President Barack Obama is launching a crackdown on the US pensions industry, where the White House says Americans are losing billions of dollars at the hands of advisers who put their own profits before clients’ interests.

In a fresh attack on Wall Street, Mr Obama will on Monday order officials to press ahead with rules to stop the industry steering customers towards bad products — a practice the White House compares to the peddling of bad mortgages before the financial crisis.

The Obama administration said that irresponsible advice had cost Americans a combined $17bn, based on findings that savers receiving advice affected by conflicts of interest earn annual returns that are roughly 1 percentage point lower than they would otherwise be.
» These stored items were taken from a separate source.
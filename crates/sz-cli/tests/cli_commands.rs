//! Integration tests for the `sz` command-line interface.
#![allow(deprecated)] // assert_cmd marks Command::cargo_bin deprecated

use assert_cmd::Command;
use predicates::prelude::*;
use tempfile::TempDir;

fn sz() -> Command {
    let mut cmd = Command::cargo_bin("sz").unwrap();
    cmd.env_remove("RUST_LOG");
    cmd
}

/// Guess every age from 14 to 21 in turn; one of them is the secret.
fn guess_everything() -> String {
    (14..=21).map(|age| format!("1\n{age}\n")).collect()
}

#[test]
fn list_shows_the_catalog() {
    sz().arg("--list")
        .assert()
        .success()
        .stdout(predicate::str::contains("guess-my-age"))
        .stdout(predicate::str::contains("Tic-Tac-Toe"))
        .stdout(predicate::str::contains("Missionaries and Cannibals"))
        .stdout(predicate::str::contains("6 formulations"));
}

#[test]
fn list_as_json() {
    let output = sz().args(["--list", "--json"]).output().unwrap();
    assert!(output.status.success());
    let entries: serde_json::Value = serde_json::from_slice(&output.stdout).unwrap();
    let keys: Vec<_> = entries
        .as_array()
        .unwrap()
        .iter()
        .map(|e| e["key"].as_str().unwrap().to_string())
        .collect();
    assert!(keys.contains(&"rock-paper-scissors".to_string()));
    assert_eq!(entries[1]["metadata"]["name"], "Guess-My-Age");
}

#[test]
fn unknown_formulation_suggests_a_name() {
    sz().arg("tic-tac-tow")
        .assert()
        .failure()
        .code(1)
        .stderr(predicate::str::contains("unknown formulation 'tic-tac-tow'"))
        .stderr(predicate::str::contains("did you mean 'tic-tac-toe'?"));
}

#[test]
fn missing_formulation_is_a_usage_error() {
    sz().assert().failure();
}

#[test]
fn scripted_guess_my_age_session() {
    sz().args(["guess-my-age", "--seed", "7", "--no-instructions"])
        .write_stdin(guess_everything())
        .assert()
        .success()
        .stdout(predicate::str::contains("Formulation: Guess-My-Age"))
        .stdout(predicate::str::contains("Single-player game."))
        .stdout(predicate::str::contains("is a nice guess."))
        .stdout(predicate::str::contains("You guessed it!"))
        .stdout(predicate::str::contains("Session finished.  Goodbye!"));
}

#[test]
fn quitting_reports_the_outcome_as_json() {
    let output = sz()
        .args(["gma", "--seed", "7", "--no-instructions", "--json"])
        .write_stdin("q\n")
        .output()
        .unwrap();
    assert!(output.status.success());
    let outcome: serde_json::Value = serde_json::from_slice(&output.stdout).unwrap();
    assert_eq!(outcome["reason"], "user_quit");
    assert_eq!(outcome["steps"], 0);
    let transcript = String::from_utf8_lossy(&output.stderr);
    assert!(transcript.contains("Formulation: Guess-My-Age"));
}

#[test]
fn end_of_input_is_a_graceful_exit() {
    sz().args(["missionaries", "--no-instructions"])
        .write_stdin("2\n")
        .assert()
        .success()
        .stdout(predicate::str::contains("Cross the river with 1 missionaries and 1 cannibals"));
}

#[test]
fn declared_players_fill_roles() {
    let docs = TempDir::new().unwrap();
    sz().args([
        "tic-tac-toe",
        "--player",
        "Ada",
        "--player",
        "Grace",
        "--no-instructions",
        "--docs-root",
    ])
    .arg(docs.path())
    .write_stdin("")
    .assert()
    .success()
    .stdout(predicate::str::contains("Ada"))
    .stdout(predicate::str::contains("Grace"));
}

#[test]
fn undo_at_the_start_is_reported() {
    sz().args(["count", "--no-instructions"])
        .write_stdin("b\nq\n")
        .assert()
        .success()
        .stdout(predicate::str::contains(
            "Already at the initial state; cannot go further back.",
        ));
}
The proposed rules will require brokers and advisers to abide by a “fiduciary” standard, meaning they must act solely in the best interests of their clients, and are likely to spark a fierce backlash from parts of the pensions industry.

A report from the White House Council of Economic Advisers found that some Wall Street businesses had an incentive to persuade consumers to buy bad retirement products — with high costs and low returns — because they earned “backdoor payments and hidden fees” from them.

“You could end up with tens of thousands of dollars less simply because your adviser is not required to put your interest first,” said Jeff Zients, director of the White House National Economic Council. “No one would put up with the current rules if they were aware [of them].”

The US labour department is in charge of updating the rules and its proposal will be sent to the Office of Management and Budget on Monday for review. It will then be released for public comment, a major step in the advancement of a rule that has been in limbo for five years.

The fiduciary duty rule was proposed in 2010 but abandoned after a backlash from the brokerage industry and Republicans. They warned the rule would put many investment advisers out of business, which would deprive consumers of assistance. The industry repeated those warnings last year.

A senior regulator at the Securities and Exchange Commission, the securities industry watchdog, also criticised the impending administration move last week, following the leak of a White House memo about brokers pushing clients to high-fee retirement accounts.

Daniel Gallagher, a Republican SEC commissioner, said: “To be blunt, the White House memo is thinly veiled propaganda designed to generate support for a widely unpopular rulemaking.”

Obama administration officials said the latest proposal would greatly differ from the 2010 plan.

For example, it will include an economic analysis and exemptions that were not a part of the 2010 proposal. The new plan will not ban commissions or other common compensation practices, but officials declined to provide more details.

“Let’s level the playing field and let’s eliminate surprises,” said Thomas Perez, US labour secretary. “This is a win-win. Both the industry can do well and consumers can do well.”

Not everyone in the industry is against the rule.

Jack Bogle, founder of Vanguard, the fund management group, praised the labour department for taking this step, saying he has been calling on a federal fiduciary standard for years.

White House officials say the rule needs to be updated due to a sharp fall in the number of Americans covered by defined benefit pension plans, which offer a guaranteed income in retirement.

Instead, many people now rely on defined contribution pensions, which place greater onus on individuals to make decisions about their own investments.

More than 40m consumers have more than $7tn in savings in individual retirement accounts or IRAs.

The SEC is working on its own fiduciary standard for retail financial advisers, which was mandated under the Dodd-Frank legislation prompted by the financial crisis.

Mary Jo White, chairwoman of the SEC, has acknowledged the availability of advice could be reduced.